Moral conflicts happen to individuals or groups when decisions or actions have to be made and one of the alternative actions are clearly against the moral/ethical standard of the person or the group. All are confronted with these situations in their lifetime but most have minor consequences, are not life-or-death situations, or may be choices of a lesser evil. However, there are those who are confronted with major moral conflicts that go against their total upbringing, and which consistently happen because of their profession, means of livelihood, and their way of life. Among these are the professional criminals, assassins, and politicians. For this article, it is about the Philippine politicians, as we are more familiar with them, especially with the events and happenings now leading to the 2022 elections.
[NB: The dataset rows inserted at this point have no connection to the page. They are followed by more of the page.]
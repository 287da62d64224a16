//! Idempotency guard
//!
//! Nothing records whether a rewrite already ran. Instead the guard looks at the
//! introspected schema and decides whether there is anything left to do, which
//! makes every re-run after the first a read-only no-op.

use serde::Serialize;
use strum::Display;

use crate::schema::{ReferentialAction, RewriteSpec, TableSchema};

/// Why no rewrite is needed
#[derive(Debug, Clone, Copy, PartialEq, Eq, Serialize, Display)]
#[serde(rename_all = "snake_case")]
#[strum(serialize_all = "snake_case")]
pub enum SatisfiedReason {
    /// The foreign key already uses the desired delete action
    AlreadyDesired,
    /// The target column no longer exists
    ColumnMissing,
    /// The column exists but carries no foreign key
    ConstraintMissing,
}

#[derive(Debug, Clone, Copy, PartialEq, Eq)]
pub enum GuardDecision {
    Satisfied(SatisfiedReason),
    Rewrite { current: ReferentialAction },
}

impl GuardDecision {
    pub fn is_satisfied(&self) -> bool {
        matches!(self, Self::Satisfied(_))
    }
}

pub fn evaluate(schema: &TableSchema, spec: &RewriteSpec) -> GuardDecision {
    if schema.column(&spec.target_column).is_none() {
        return GuardDecision::Satisfied(SatisfiedReason::ColumnMissing);
    }

    match schema.foreign_key_for(&spec.target_column) {
        None => GuardDecision::Satisfied(SatisfiedReason::ConstraintMissing),
        Some(fk) if fk.on_delete == spec.desired_on_delete => {
            GuardDecision::Satisfied(SatisfiedReason::AlreadyDesired)
        }
        Some(fk) => GuardDecision::Rewrite {
            current: fk.on_delete,
        },
    }
}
The phrase “the end justifies the means” is a mantra many politicians follow and encapsulates the cause of moral conflicts. It means they will do anything, illegal or immoral to achieve a goal or victory. Ambition for fame, fortune, and power drives all their actions and sets aside all moral and ethical considerations. This is particularly significant in a Catholic/Christian democratic country like the Philippines, where almost all of our politicians and government officials have been raised with the minimum standards of good and evil and of freedom and justice in the last 500 years of history. Even our non-Christian brothers have similar moral codes and upbringing as these are foundations of an orderly society.

Authoritarian rulers and regimes have always assailed moral codes, as it is a limitation of their absolute power, and claims to be above the moral and ethical laws of ordinary mortals. They are however, aware, of the consequences of disregarding these moral standards when counteractions happen, as shown in all history and the natural law of the universe or their God. While Philippine politicians have been grappling with moral conflicts since we started to have elections, from Aguinaldo eliminating Bonifacio, to Roxas double-crossing Osmeña, to Marcos declaring martial law, the present situation leading to the 2022 election is another moral crossroad for Philippine politicians.
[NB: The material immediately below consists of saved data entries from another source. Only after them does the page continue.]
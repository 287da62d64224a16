use std::fs;
use std::path::Path;

use fkrewrite::rewrite::{ConstraintRewrite, RebuildOptions};
use fkrewrite::runner::{FailurePolicy, MigrationRunner};
use fkrewrite::schema::{IndexSpec, ReferentialAction, RewriteSpec};
use serde::{Deserialize, Serialize};
use thiserror::Error;

#[derive(Error, Debug)]
pub enum ConfigError {
    #[error("Failed to read config {path}: {source}")]
    Read {
        path: String,
        #[source]
        source: std::io::Error,
    },

    #[error("Invalid config: {0}")]
    Parse(#[from] serde_yaml::Error),

    #[error("Invalid rewrite #{index}: {reason}")]
    InvalidRewrite { index: usize, reason: String },
}

/// Run configuration loaded from YAML.
#[derive(Debug, Clone, PartialEq, Serialize, Deserialize)]
pub struct RewriteConfig {
    #[serde(default)]
    pub database: Option<String>,
    #[serde(default)]
    pub failure_policy: FailurePolicy,
    #[serde(default = "default_true")]
    pub transactional: bool,
    pub rewrites: Vec<RewriteEntry>,
}

#[derive(Debug, Clone, PartialEq, Serialize, Deserialize)]
pub struct RewriteEntry {
    /// Step name; defaults to `<table>.<column>_on_delete_<action>`
    #[serde(default)]
    pub name: Option<String>,
    pub table: String,
    pub column: String,
    pub on_delete: ReferentialAction,
    /// Replaces the default `ix_<table>_<column>` index when given
    #[serde(default)]
    pub indexes: Option<Vec<IndexSpec>>,
    #[serde(default = "default_true")]
    pub preserve_existing_indexes: bool,
}

fn default_true() -> bool {
    true
}

impl RewriteConfig {
    pub fn load(path: impl AsRef<Path>) -> Result<Self, ConfigError> {
        let path = path.as_ref();
        let contents = fs::read_to_string(path).map_err(|source| ConfigError::Read {
            path: path.display().to_string(),
            source,
        })?;
        Self::from_yaml(&contents)
    }

    pub fn from_yaml(contents: &str) -> Result<Self, ConfigError> {
        let config: Self = serde_yaml::from_str(contents)?;
        config.validate()?;
        Ok(config)
    }

    fn validate(&self) -> Result<(), ConfigError> {
        for (index, entry) in self.rewrites.iter().enumerate() {
            if entry.table.trim().is_empty() || entry.column.trim().is_empty() {
                return Err(ConfigError::InvalidRewrite {
                    index,
                    reason: "table and column are required".to_string(),
                });
            }
            for spec in entry.indexes.iter().flatten() {
                if spec.columns.is_empty() {
                    return Err(ConfigError::InvalidRewrite {
                        index,
                        reason: format!("index '{}' has no columns", spec.name),
                    });
                }
            }
        }
        Ok(())
    }

    pub fn steps(&self) -> Vec<ConstraintRewrite> {
        let options = RebuildOptions {
            transactional: self.transactional,
        };
        self.rewrites
            .iter()
            .map(|entry| {
                let step = ConstraintRewrite::new(entry.spec()).with_options(options);
                match &entry.name {
                    Some(name) => step.with_name(name),
                    None => step,
                }
            })
            .collect()
    }

    pub fn runner(&self) -> MigrationRunner {
        self.steps()
            .into_iter()
            .fold(MigrationRunner::new(self.failure_policy), |runner, step| {
                runner.with_step(step)
            })
    }
}

impl RewriteEntry {
    pub fn spec(&self) -> RewriteSpec {
        let spec = RewriteSpec::new(&self.table, &self.column, self.on_delete)
            .preserve_existing_indexes(self.preserve_existing_indexes);
        match &self.indexes {
            Some(indexes) => spec.with_required_indexes(indexes.clone()),
            None => spec,
        }
    }
}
The last five and a half years of the Duterte administration have been full of moral hazards. The extra-judicial killings, the unlawful persecutions, arbitrary detentions, illegal detentions and closures, selective enforcement, and graft and corruption, are inundating the people with reasons to stop the continuance of this government. If we add the unpopular decision to turn a blind eye to the Chinese incursion into Philippine territory, the selective implementation of the law, and the irregularities and errors in the COVID-19 pandemic response, politicians should now be in moral dilemma leading to a moral conflict that has to be resolved. Depending on the moral values of the politician, it could be a choice between good versus evil, but if he has deluded himself with a compartmentalized morality, maybe a case of a few sleepless nights.
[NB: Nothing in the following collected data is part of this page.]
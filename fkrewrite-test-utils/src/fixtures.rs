//! Schema fixtures modelled on an SSH connection store
//!
//! `ssh_connections` references `users` (always `CASCADE`) and `ssh_keys`
//! (action chosen by the test). Helpers read the catalog back so tests can
//! assert on what SQLite itself reports.

use sea_orm::{ConnectionTrait, DatabaseConnection, DbErr, Statement};

pub const USERS: &str = "CREATE TABLE users (id INTEGER PRIMARY KEY, email TEXT NOT NULL)";

pub const SSH_KEYS: &str = "CREATE TABLE ssh_keys (id INTEGER PRIMARY KEY, name TEXT)";

pub const HOST_INDEX: &str = "CREATE INDEX ix_ssh_connections_host ON ssh_connections (host)";

/// `ssh_connections` as first shipped, with `ssh_key_id` using `on_delete`.
pub fn ssh_connections(on_delete: &str) -> String {
    format!(
        "CREATE TABLE ssh_connections (
            id INTEGER PRIMARY KEY,
            user_id INTEGER REFERENCES users(id) ON DELETE CASCADE,
            ssh_key_id INTEGER,
            host TEXT NOT NULL,
            username TEXT NOT NULL,
            port INTEGER DEFAULT 22 NOT NULL,
            created_at TIMESTAMP DEFAULT CURRENT_TIMESTAMP NOT NULL,
            FOREIGN KEY (ssh_key_id) REFERENCES ssh_keys(id) ON DELETE {}
        )",
        on_delete
    )
}

/// Columns later migrations add to `ssh_connections`.
pub const DRIFT_COLUMNS: [&str; 2] = [
    "ALTER TABLE ssh_connections ADD COLUMN use_sftp_mode BOOLEAN NOT NULL DEFAULT 1",
    "ALTER TABLE ssh_connections ADD COLUMN ssh_path_prefix TEXT",
];

pub const SEED_ROWS: [&str; 6] = [
    "INSERT INTO users (id, email) VALUES (1, 'ops@example.com')",
    "INSERT INTO ssh_keys (id, name) VALUES (1, 'deploy')",
    "INSERT INTO ssh_keys (id, name) VALUES (2, 'backup')",
    "INSERT INTO ssh_connections (id, user_id, ssh_key_id, host, username) VALUES (1, 1, 1, 'web-1', 'deploy')",
    "INSERT INTO ssh_connections (id, user_id, ssh_key_id, host, username) VALUES (2, 1, 2, 'db-1', 'backup')",
    "INSERT INTO ssh_connections (id, user_id, ssh_key_id, host, username) VALUES (3, 1, NULL, 'bastion', 'root')",
];

pub async fn exec_all<S: AsRef<str>>(db: &DatabaseConnection, statements: &[S]) -> Result<(), DbErr> {
    for sql in statements {
        db.execute_unprepared(sql.as_ref()).await?;
    }
    Ok(())
}

/// Parent tables, `ssh_connections` with the given action, the host index and
/// three seeded connections.
pub async fn seed_ssh_schema(db: &DatabaseConnection, on_delete: &str) -> Result<(), DbErr> {
    exec_all(
        db,
        &[
            USERS.to_string(),
            SSH_KEYS.to_string(),
            ssh_connections(on_delete),
            HOST_INDEX.to_string(),
        ],
    )
    .await?;
    exec_all(db, &SEED_ROWS).await
}

async fn query_strings(
    db: &DatabaseConnection,
    sql: &str,
    value: &str,
    column: &str,
) -> Result<Vec<String>, DbErr> {
    let rows = db
        .query_all(Statement::from_sql_and_values(
            db.get_database_backend(),
            sql,
            [value.into()],
        ))
        .await?;
    rows.iter().map(|r| r.try_get::<String>("", column)).collect()
}

/// `(from, table, on_delete)` for every foreign key of `table`.
pub async fn foreign_keys(
    db: &DatabaseConnection,
    table: &str,
) -> Result<Vec<(String, String, String)>, DbErr> {
    let rows = db
        .query_all(Statement::from_sql_and_values(
            db.get_database_backend(),
            "SELECT * FROM pragma_foreign_key_list(?) ORDER BY id",
            [table.into()],
        ))
        .await?;
    rows.iter()
        .map(|r| -> Result<(String, String, String), DbErr> {
            Ok((
                r.try_get::<String>("", "from")?,
                r.try_get::<String>("", "table")?,
                r.try_get::<String>("", "on_delete")?,
            ))
        })
        .collect()
}

/// `ON DELETE` action of the foreign key on `table.column`.
pub async fn on_delete_of(
    db: &DatabaseConnection,
    table: &str,
    column: &str,
) -> Result<Option<String>, DbErr> {
    Ok(foreign_keys(db, table)
        .await?
        .into_iter()
        .find(|(from, _, _)| from == column)
        .map(|(_, _, action)| action))
}

pub async fn column_names(db: &DatabaseConnection, table: &str) -> Result<Vec<String>, DbErr> {
    query_strings(
        db,
        "SELECT name FROM pragma_table_info(?) ORDER BY cid",
        table,
        "name",
    )
    .await
}

pub async fn index_names(db: &DatabaseConnection, table: &str) -> Result<Vec<String>, DbErr> {
    query_strings(
        db,
        "SELECT name FROM pragma_index_list(?) ORDER BY name",
        table,
        "name",
    )
    .await
}

pub async fn object_exists(db: &DatabaseConnection, kind: &str, name: &str) -> Result<bool, DbErr> {
    let row = db
        .query_one(Statement::from_sql_and_values(
            db.get_database_backend(),
            "SELECT name FROM sqlite_master WHERE type = ? AND name = ?",
            [kind.into(), name.into()],
        ))
        .await?;
    Ok(row.is_some())
}

pub async fn table_sql(db: &DatabaseConnection, table: &str) -> Result<Option<String>, DbErr> {
    let row = db
        .query_one(Statement::from_sql_and_values(
            db.get_database_backend(),
            "SELECT sql FROM sqlite_master WHERE type = 'table' AND name = ?",
            [table.into()],
        ))
        .await?;
    row.map(|r| r.try_get::<String>("", "sql")).transpose()
}

pub async fn count_rows(db: &DatabaseConnection, table: &str) -> Result<i64, DbErr> {
    let row = db
        .query_one(Statement::from_string(
            db.get_database_backend(),
            format!("SELECT COUNT(*) AS n FROM \"{}\"", table),
        ))
        .await?;
    match row {
        Some(row) => row.try_get::<i64>("", "n"),
        None => Ok(0),
    }
}

pub async fn foreign_keys_enabled(db: &DatabaseConnection) -> Result<bool, DbErr> {
    let row = db
        .query_one(Statement::from_string(
            db.get_database_backend(),
            "PRAGMA foreign_keys".to_string(),
        ))
        .await?;
    match row {
        Some(row) => Ok(row.try_get::<i32>("", "foreign_keys")? != 0),
        None => Ok(false),
    }
}
mod config;

use std::time::Duration;

use anyhow::{bail, Context, Result};
use clap::{Parser, Subcommand};
use fkrewrite::database::{establish_connection, get_database_url};
use fkrewrite::rewrite::PlanPreview;
use fkrewrite::runner::RunReport;
use fkrewrite::schema::SchemaIntrospector;
use sea_orm::DatabaseConnection;
use serde_json::json;
use tracing::{info, warn, Level};
use tracing_subscriber::EnvFilter;

use crate::config::RewriteConfig;

#[derive(Parser)]
#[clap(author, version, about)]
struct Cli {
    #[clap(short, long, global = true)]
    log_level: Option<String>,
    #[clap(subcommand)]
    command: Commands,
}

#[derive(Subcommand)]
enum Commands {
    /// Apply every configured rewrite
    Upgrade {
        #[clap(short, long)]
        config: String,
        /// Overrides the database named in the config
        #[clap(short, long)]
        database: Option<String>,
        /// Give up after this many seconds
        #[clap(long)]
        timeout_secs: Option<u64>,
    },
    /// Run the (no-op) downgrades in reverse order
    Downgrade {
        #[clap(short, long)]
        config: String,
        #[clap(short, long)]
        database: Option<String>,
    },
    /// Show the statements an upgrade would execute
    Plan {
        #[clap(short, long)]
        config: String,
        #[clap(short, long)]
        database: Option<String>,
        /// Print one JSON document instead of annotated SQL
        #[clap(long)]
        json: bool,
    },
    /// Print the introspected schema of a table as JSON
    Inspect {
        #[clap(short, long)]
        database: String,
        #[clap(short, long)]
        table: String,
    },
}

#[tokio::main]
async fn main() -> Result<()> {
    let args = Cli::parse();
    setup_logging(&args.log_level);

    match args.command {
        Commands::Upgrade {
            config,
            database,
            timeout_secs,
        } => {
            let config = load_config(&config)?;
            let db = connect(&config, database.as_deref()).await?;
            let runner = config.runner();
            info!("Running {} rewrite step(s)", runner.len());

            let run = runner.run_upgrade(&db);
            let report = match timeout_secs {
                Some(secs) => tokio::time::timeout(Duration::from_secs(secs), run)
                    .await
                    .with_context(|| format!("upgrade did not finish within {}s", secs))??,
                None => run.await?,
            };
            print_report(&report)?;
        }
        Commands::Downgrade { config, database } => {
            let config = load_config(&config)?;
            let db = connect(&config, database.as_deref()).await?;
            let report = config.runner().run_downgrade(&db).await?;
            print_report(&report)?;
        }
        Commands::Plan {
            config,
            database,
            json,
        } => {
            let config = load_config(&config)?;
            let db = connect(&config, database.as_deref()).await?;
            let mut previews = Vec::new();
            for step in config.steps() {
                let preview = match step.plan(&db).await {
                    Ok(PlanPreview::Skip(reason)) => {
                        if !json {
                            println!("-- {}: skip ({})", step.name(), reason);
                        }
                        json!({ "step": step.name(), "action": "skip", "reason": reason })
                    }
                    Ok(PlanPreview::Recover { scratch }) => {
                        if !json {
                            println!("-- {}: recover from {}", step.name(), scratch);
                        }
                        json!({ "step": step.name(), "action": "recover", "scratch": scratch })
                    }
                    Ok(PlanPreview::Rewrite { previous, plan }) => {
                        if !json {
                            println!(
                                "-- {}: ON DELETE {} -> {}",
                                step.name(),
                                previous,
                                step.spec().desired_on_delete
                            );
                            for sql in plan.sql() {
                                println!("{};", sql);
                            }
                        }
                        json!({
                            "step": step.name(),
                            "action": "rewrite",
                            "previous": previous,
                            "plan": plan.summary(),
                        })
                    }
                    Err(e) => {
                        warn!("Cannot plan {}: {}", step.name(), e);
                        if !json {
                            println!("-- {}: error: {}", step.name(), e);
                        }
                        json!({ "step": step.name(), "action": "error", "error": e.to_string() })
                    }
                };
                previews.push(preview);
            }
            if json {
                println!("{}", serde_json::to_string_pretty(&previews)?);
            }
        }
        Commands::Inspect { database, table } => {
            let db = establish_connection(&get_database_url(Some(&database)))
                .await
                .with_context(|| format!("failed to open {}", database))?;
            let schema = SchemaIntrospector::new(&db).describe_table(&table).await?;
            println!("{}", serde_json::to_string_pretty(&schema)?);
        }
    }

    Ok(())
}

fn load_config(path: &str) -> Result<RewriteConfig> {
    RewriteConfig::load(path).with_context(|| format!("failed to load config {}", path))
}

async fn connect(config: &RewriteConfig, database: Option<&str>) -> Result<DatabaseConnection> {
    let Some(path) = database.or(config.database.as_deref()) else {
        bail!("no database given on the command line or in the config");
    };
    let url = get_database_url(Some(path));
    info!("Connecting to {}", url);
    establish_connection(&url)
        .await
        .with_context(|| format!("failed to open {}", path))
}

fn print_report(report: &RunReport) -> Result<()> {
    println!("{}", serde_json::to_string_pretty(report)?);
    for failed in report.failed() {
        warn!("Step {} failed", failed.step);
    }
    Ok(())
}

fn setup_logging(log_level: &Option<String>) {
    let log_level = match log_level
        .as_ref()
        .unwrap_or(&"info".to_string())
        .to_lowercase()
        .as_str()
    {
        "trace" => Level::TRACE,
        "debug" => Level::DEBUG,
        "info" => Level::INFO,
        "warn" => Level::WARN,
        "error" => Level::ERROR,
        _ => Level::INFO,
    };

    tracing_subscriber::fmt()
        .with_env_filter(EnvFilter::new(format!("sqlx=warn,{}", log_level)))
        .without_time()
        .init();
}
Psychologically, moral conflicts are stressful and bad for physical and mental health. It is really more than just sleepless nights, because the conflict between your actions and your beliefs eats on your whole person. This is why politicians on average, have shorter lives. Sociologically, moral conflicts disrupt family and social relationships. It would be difficult to impose moral standards on your family if your blatant disregard for what is right, fair, and just are in open display. If you belong to an organized religion, a religious community, or are a Sto. Niño devotee, it would be more difficult to stand by and defend your immoral/amoral political positions and advocacies.

Resolution of moral conflicts are what pushes wanted criminals to make confessions, when they say that their conscience or ghosts are haunting them. Or the guilty make atonement and retribution. Or if you believe in the hereafter, a necessary ticket to heaven. The 2022 election is a time for moral conflict resolution for some politicians.